Udara mulai terasa panas, tetapi itu tidak membuat suasana menjadi sepi. Warga desa maupun pendatang banyak yang berlalu lalang. Sampai di toko roti yang ia tuju, Tuan Nelson mendorong pintu toko roti itu pelan. Pelayan yang mendengar bunyi lonceng dari pintu segera mendekati Tuan Nelson dan tersenyum ramah.
"Selamat siang, Tuan. Selamat datang di Coilleach Pistrinum. Apakah ada yang bisa saya bantu, Tuan?"
Tuan Nelson balas tersenyum ramah. "Aku ingin membeli krim keju, apakah bisa?"
"Tentu saja, Tuan. Kami mempunyai beberapa jenis krim keju. Silakan duduk terlebih dahulu, Tuan. Saya akan membawakan buku menu untuk mempermudah Anda memilih krim keju yang anda inginkan."
"Terima kasih."
Tuan Nelson kembali duduk di tempat duduk yang berada dekat jendela. Ia memperhatikan orang-orang yang sedang makan di dalam toko roti itu. Di tempat duduk yang berada di depannya terlihat satu keluarga yang sedang menikmati roti berukuran besar dengan berbagai macam isian di atasnya sambil bersenda gurau. Tanpa sadar hal itu membuat Tuan Nelson tersenyum kecil.
"Maaf membuat Anda menunggu, Tuan," ucap pelayan toko yang membuat Tuan Nelson sedikit terkejut. Pelayan itu lalu meletakan buku menu di atas meja dan membukakan buku menu pada bagian menu krim keju.
"Kami mempunyai berbagai macam krim keju yang kami produksi sendiri, Tuan. Untuk bahan dasar pembuatannya kami menggunakan susu sapi, susu domba, kacang kedelai dan juga santan kelapa," ucap pelayan toko menjelaskan berbagai macam bahan dasar yang mereka gunakan dalam mengolah krim keju di toko roti itu.

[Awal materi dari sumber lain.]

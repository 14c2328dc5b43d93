use std::collections::HashSet;
use std::fmt::Write as _;
use std::time::Instant;

use async_trait::async_trait;
use loom_core::session::{TodoItem, TodoStatus};
use loom_core::tools::{SideEffect, Tool, ToolContext, ToolError, ToolResult};

/// Replaces the session's todo list wholesale.
pub struct TodoWriteTool;

#[async_trait]
impl Tool for TodoWriteTool {
    fn name(&self) -> &str {
        "TodoWrite"
    }

    fn description(&self) -> &str {
        "Create and manage the task list for the current session. Always send the full list."
    }

    fn parameters_schema(&self) -> serde_json::Value {
        serde_json::json!({
            "type": "object",
            "required": ["todos"],
            "properties": {
                "todos": {
                    "type": "array",
                    "items": {
                        "type": "object",
                        "properties": {
                            "id": { "type": "string" },
                            "content": { "type": "string" },
                            "status": {
                                "type": "string",
                                "enum": ["pending", "in_progress", "completed"]
                            }
                        },
                        "required": ["id", "content", "status"]
                    },
                    "description": "The full task list to write"
                }
            }
        })
    }

    fn allowed_in_plan_mode(&self) -> bool {
        true
    }

    async fn execute(
        &self,
        args: serde_json::Value,
        ctx: &ToolContext,
    ) -> Result<ToolResult, ToolError> {
        let start = Instant::now();

        let raw = args["todos"]
            .as_array()
            .ok_or_else(|| ToolError::InvalidArguments("todos array is required".into()))?;

        let mut seen = HashSet::new();
        let mut todos = Vec::with_capacity(raw.len());
        for item in raw {
            let id = item["id"]
                .as_str()
                .ok_or_else(|| ToolError::InvalidArguments("todo id is required".into()))?;
            let content = item["content"]
                .as_str()
                .ok_or_else(|| ToolError::InvalidArguments("todo content is required".into()))?;
            let status = match item["status"].as_str() {
                Some("pending") => TodoStatus::Pending,
                Some("in_progress") => TodoStatus::InProgress,
                Some("completed") => TodoStatus::Completed,
                Some(other) => {
                    return Err(ToolError::InvalidArguments(format!("invalid status: {other}")))
                }
                None => return Err(ToolError::InvalidArguments("todo status is required".into())),
            };
            if !seen.insert(id) {
                return Err(ToolError::InvalidArguments(format!("duplicate todo id: {id}")));
            }
            todos.push(TodoItem {
                id: id.to_string(),
                content: content.to_string(),
                status,
            });
        }

        let mut summary = format!("Todo list updated ({} items)", todos.len());
        for todo in &todos {
            let mark = match todo.status {
                TodoStatus::Pending => "[ ]",
                TodoStatus::InProgress => "[~]",
                TodoStatus::Completed => "[x]",
            };
            let _ = write!(summary, "\n{mark} {}", todo.content);
        }

        let count = todos.len();
        ctx.todos.replace(todos);
        if count > 0 && !ctx.todos.has_open_items() {
            summary.push_str("\nAll items are completed.");
        }
        Ok(ToolResult::success(summary, start.elapsed())
            .with_side_effect(SideEffect::TodosUpdated { count }))
    }
}
pub mod anthropic;
pub mod assemble;
pub mod config;
mod http;
pub mod models;
pub mod openai;
pub mod reliable;
pub mod sse;
pub mod usage;

pub mod mock;

pub use anthropic::AnthropicProvider;
pub use config::{build_provider, ProviderConfig};
pub use openai::OpenAiProvider;
pub use reliable::{ReliableConfig, ReliableProvider};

"Kami juga mempunyai krim keju yang di dalamnya terdapat potongan kacang dan juga buah segar. Selain itu ada juga krim keju yang mempunyai rasa, seperti rasa rempah-rempahan, buah, kacang dan coklat," ucap pelayan toko menambah penjelasannya.
Tuan Nelson membaca sebentar menu yang sudah di jelaskan oleh pelayan toko dan memilih krim keju apa saja yang akan ia beli. Dalam buku menu juga terdapat ukuran krim keju yang diinginkan.
"Aku ingin tiga cup medium keempat jenis krim keju dari bahan dasar yang kau sebutkan tadi, satu cup medium krim keju dengan rempah dan dua cup medium krim keju dengan potongan kacang dan buah."
"Baik, Tuan. Dimohon untuk tunggu sebentar, saya akan menyiapkan pesanan Anda."
15 menit berlalu, Tuan Nelson sudah mendapatkan krim keju yang ia pesan dan beranjak pergi setelah membayar. Sekarang tujuannya ialah toko cokelat Choco Coilleach dan membeli beberapa kotak cokelat dan bubuk cokelat. Sepanjang perjalanannya, Tuan Nelson mendengar banyak pelayan toko yang menawarkan makanan maupun minuman gratis untuk dicicipi. Sepertinya hal itu juga dilakukan oleh toko cokelat yang ia tuju.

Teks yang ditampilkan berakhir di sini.